BEGIN Data provided
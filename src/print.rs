use bigdecimal::BigDecimal;
use num_traits::One;
use stanza::style::{HAlign, Header, MinWidth, Separator, Styles};
use stanza::table::{Col, Row, Table};

use crate::precision::Precision;

/// Tail probabilities `P(at least k)` for every `k`, accumulated from the top of the
/// `distribution`. The first entry is always exactly 1.
pub fn tails(distribution: &[BigDecimal]) -> Vec<BigDecimal> {
    let mut tails = Vec::with_capacity(distribution.len());
    let mut cumulative = BigDecimal::default();
    for prob in distribution.iter().rev() {
        cumulative += prob;
        tails.push(cumulative.clone());
    }
    tails.reverse();
    if let Some(first) = tails.first_mut() {
        *first = BigDecimal::one();
    }
    tails
}

pub fn tabulate_distribution(distribution: &[BigDecimal], digits: u64) -> Table {
    let precision = Precision::Digits(digits);
    let mut table = Table::default()
        .with_cols(vec![
            Col::new(
                Styles::default()
                    .with(Separator(true))
                    .with(MinWidth(5))
                    .with(HAlign::Centred),
            ),
            Col::new(Styles::default().with(MinWidth(15)).with(HAlign::Right)),
            Col::new(Styles::default().with(MinWidth(15)).with(HAlign::Right)),
        ])
        .with_row(Row::new(
            Styles::default().with(Header(true)),
            vec!["k".into(), "P(exactly k)".into(), "P(at least k)".into()],
        ));
    for (k, (exact, tail)) in distribution.iter().zip(tails(distribution)).enumerate() {
        table.push_row(Row::new(
            Styles::default(),
            vec![
                format!("{k}").into(),
                format!("{}", precision.apply(exact.clone())).into(),
                format!("{}", precision.apply(tail)).into(),
            ],
        ));
    }
    table
}
use serde::{Deserialize, Serialize};
use sqlx::FromRow;
use std::collections::BTreeMap;

use super::defaults::theme_default;

#[derive(Debug, Clone, Copy, PartialEq, Eq, Hash, PartialOrd, Ord, Serialize, Deserialize)]
#[serde(rename_all = "camelCase")]
pub enum ThemeKey {
    PrimaryColor,
    SecondaryColor,
    AccentColor,
    FontFamily,
}

impl ThemeKey {
    pub const ALL: [ThemeKey; 4] = [
        ThemeKey::PrimaryColor,
        ThemeKey::SecondaryColor,
        ThemeKey::AccentColor,
        ThemeKey::FontFamily,
    ];

    pub fn as_str(&self) -> &'static str {
        match self {
            ThemeKey::PrimaryColor => "primaryColor",
            ThemeKey::SecondaryColor => "secondaryColor",
            ThemeKey::AccentColor => "accentColor",
            ThemeKey::FontFamily => "fontFamily",
        }
    }

    pub fn parse(key: &str) -> Option<ThemeKey> {
        ThemeKey::ALL.into_iter().find(|k| k.as_str() == key)
    }

    pub fn default_value(&self) -> &'static str {
        theme_default(*self)
    }
}

#[derive(Debug, Clone, Serialize, Deserialize, FromRow)]
pub struct ThemeSetting {
    pub id: String,
    pub key: String,
    pub value: String,
    pub updated_at: i64,
}

/// Fully populated theme; every key always has a value.
#[derive(Debug, Clone, PartialEq, Eq, Serialize, Deserialize)]
#[serde(rename_all = "camelCase")]
pub struct Theme {
    pub primary_color: String,
    pub secondary_color: String,
    pub accent_color: String,
    pub font_family: String,
}

impl Default for Theme {
    fn default() -> Self {
        Theme {
            primary_color: ThemeKey::PrimaryColor.default_value().to_string(),
            secondary_color: ThemeKey::SecondaryColor.default_value().to_string(),
            accent_color: ThemeKey::AccentColor.default_value().to_string(),
            font_family: ThemeKey::FontFamily.default_value().to_string(),
        }
    }
}

impl Theme {
    pub fn get(&self, key: ThemeKey) -> &str {
        match key {
            ThemeKey::PrimaryColor => &self.primary_color,
            ThemeKey::SecondaryColor => &self.secondary_color,
            ThemeKey::AccentColor => &self.accent_color,
            ThemeKey::FontFamily => &self.font_family,
        }
    }

    pub fn set(&mut self, key: ThemeKey, value: impl Into<String>) {
        let slot = match key {
            ThemeKey::PrimaryColor => &mut self.primary_color,
            ThemeKey::SecondaryColor => &mut self.secondary_color,
            ThemeKey::AccentColor => &mut self.accent_color,
            ThemeKey::FontFamily => &mut self.font_family,
        };
        *slot = value.into();
    }

    pub fn entries(&self) -> Vec<(ThemeKey, String)> {
        ThemeKey::ALL
            .into_iter()
            .map(|key| (key, self.get(key).to_string()))
            .collect()
    }
}

/// Partial theme update keyed by the wire names (`primaryColor`, ...).
#[derive(Debug, Deserialize)]
pub struct ThemeForm {
    #[serde(flatten)]
    pub values: BTreeMap<String, String>,
}
use actix_web::{
    cookie::{Cookie, SameSite},
    http::header,
    web, HttpResponse,
};
use serde_json::json;
use validator::Validate;

use crate::error::{clear_token_cookie, AppError, AppResult};
use crate::middleware::{AuthMiddleware, AuthUser};
use crate::models::{SessionResponse, SigninRequest, UserResponse};
use crate::services::{AuthService, UserService};
use crate::utils::auth::{create_jwt, parse_duration};
use crate::AppState;

pub fn create_routes(cfg: &mut web::ServiceConfig) {
    cfg.route("/signin", web::post().to(signin))
        .route("/signout", web::get().to(signout))
        .service(
            web::resource("")
                .wrap(AuthMiddleware)
                .route(web::get().to(get_session_user)),
        );
}

async fn get_session_user(auth_user: AuthUser) -> AppResult<HttpResponse> {
    Ok(HttpResponse::Ok().json(UserResponse::from(auth_user.user)))
}

async fn signin(
    state: web::Data<AppState>,
    req: web::Json<SigninRequest>,
) -> AppResult<HttpResponse> {
    req.validate()
        .map_err(|e| AppError::Validation(e.to_string()))?;

    let auth_service = AuthService::new(&state.db);
    let user_service = UserService::new(&state.db);

    let user_id = auth_service
        .authenticate(&req.email.trim().to_lowercase(), &req.password)
        .await?
        .ok_or(AppError::InvalidCredentials)?;

    let user = user_service
        .get_user_by_id(&user_id)
        .await?
        .ok_or_else(|| AppError::NotFound("User not found".to_string()))?;

    let config = &state.config;
    let token = create_jwt(&user.id, &config.webui_secret_key, &config.jwt_expires_in)?;

    let expires_at = chrono::Utc::now()
        .checked_add_signed(parse_duration(&config.jwt_expires_in)?)
        .map(|dt| dt.timestamp());

    tracing::info!("Admin {} signed in", user.email);

    let session_response = SessionResponse {
        token: token.clone(),
        token_type: "Bearer".to_string(),
        expires_at,
        id: user.id,
        email: user.email,
        name: user.name,
        role: user.role,
    };

    let mut cookie = Cookie::new("token", token);
    cookie.set_http_only(true);
    cookie.set_same_site(SameSite::None);
    cookie.set_secure(true);
    cookie.set_path("/");

    if let Some(exp) = expires_at {
        cookie.set_expires(time::OffsetDateTime::from_unix_timestamp(exp).ok());
    }

    Ok(HttpResponse::Ok()
        .append_header((header::SET_COOKIE, cookie.to_string()))
        .json(session_response))
}

async fn signout() -> HttpResponse {
    HttpResponse::Ok()
        .append_header((header::SET_COOKIE, clear_token_cookie().to_string()))
        .json(json!({"status": true}))
}

#[cfg(test)]
mod tests {
    use super::*;
    use crate::routes::test_support::{admin_bearer, test_state, ADMIN_EMAIL, ADMIN_PASSWORD};
    use actix_web::{http::StatusCode, test, App};

    #[actix_web::test]
    async fn test_signin_sets_cookie_and_session_works() {
        let (state, _dir) = test_state().await;
        let app = test::init_service(
            App::new()
                .app_data(state.clone())
                .service(web::scope("/auths").configure(create_routes)),
        )
        .await;

        let req = test::TestRequest::post()
            .uri("/auths/signin")
            .set_json(json!({"email": ADMIN_EMAIL, "password": ADMIN_PASSWORD}))
            .to_request();
        let resp = test::call_service(&app, req).await;
        assert_eq!(resp.status(), StatusCode::OK);
        let cookie = resp
            .headers()
            .get(header::SET_COOKIE)
            .unwrap()
            .to_str()
            .unwrap()
            .to_string();
        assert!(cookie.starts_with("token="));

        let body: serde_json::Value = test::read_body_json(resp).await;
        assert_eq!(body["role"], "admin");
        let token = body["token"].as_str().unwrap();

        let req = test::TestRequest::get()
            .uri("/auths")
            .cookie(Cookie::new("token", token.to_string()))
            .to_request();
        let body: serde_json::Value = test::call_and_read_body_json(&app, req).await;
        assert_eq!(body["email"], ADMIN_EMAIL);

        let req = test::TestRequest::get()
            .uri("/auths")
            .insert_header(admin_bearer(&state).await)
            .to_request();
        let resp = test::call_service(&app, req).await;
        assert_eq!(resp.status(), StatusCode::OK);
    }

    #[actix_web::test]
    async fn test_wrong_password_rejected() {
        let (state, _dir) = test_state().await;
        let app = test::init_service(
            App::new()
                .app_data(state.clone())
                .service(web::scope("/auths").configure(create_routes)),
        )
        .await;

        let req = test::TestRequest::post()
            .uri("/auths/signin")
            .set_json(json!({"email": ADMIN_EMAIL, "password": "nope"}))
            .to_request();
        let resp = test::call_service(&app, req).await;
        assert_eq!(resp.status(), StatusCode::UNAUTHORIZED);
    }

    #[actix_web::test]
    async fn test_session_requires_token() {
        let (state, _dir) = test_state().await;
        let app = test::init_service(
            App::new()
                .app_data(state.clone())
                .service(web::scope("/auths").configure(create_routes)),
        )
        .await;

        let req = test::TestRequest::get().uri("/auths").to_request();
        let resp = test::try_call_service(&app, req).await;
        let status = match resp {
            Ok(resp) => resp.status(),
            Err(e) => e.as_response_error().status_code(),
        };
        assert_eq!(status, StatusCode::UNAUTHORIZED);
    }
}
END Data provided
• **Problem statement**: Above are the entries. Quote exactly the lines from the one bearing "cookie.set_same_site(SameSite::None);" through the one bearing "#[cfg(test)]".

• **Exercise solution**:
    cookie.set_same_site(SameSite::None);
    cookie.set_secure(true);
    cookie.set_path("/");

    if let Some(exp) = expires_at {
        cookie.set_expires(time::OffsetDateTime::from_unix_timestamp(exp).ok());
    }

    Ok(HttpResponse::Ok()
        .append_header((header::SET_COOKIE, cookie.to_string()))
        .json(session_response))
}

async fn signout() -> HttpResponse {
    HttpResponse::Ok()
        .append_header((header::SET_COOKIE, clear_token_cookie().to_string()))
        .json(json!({"status": true}))
}

#[cfg(test)]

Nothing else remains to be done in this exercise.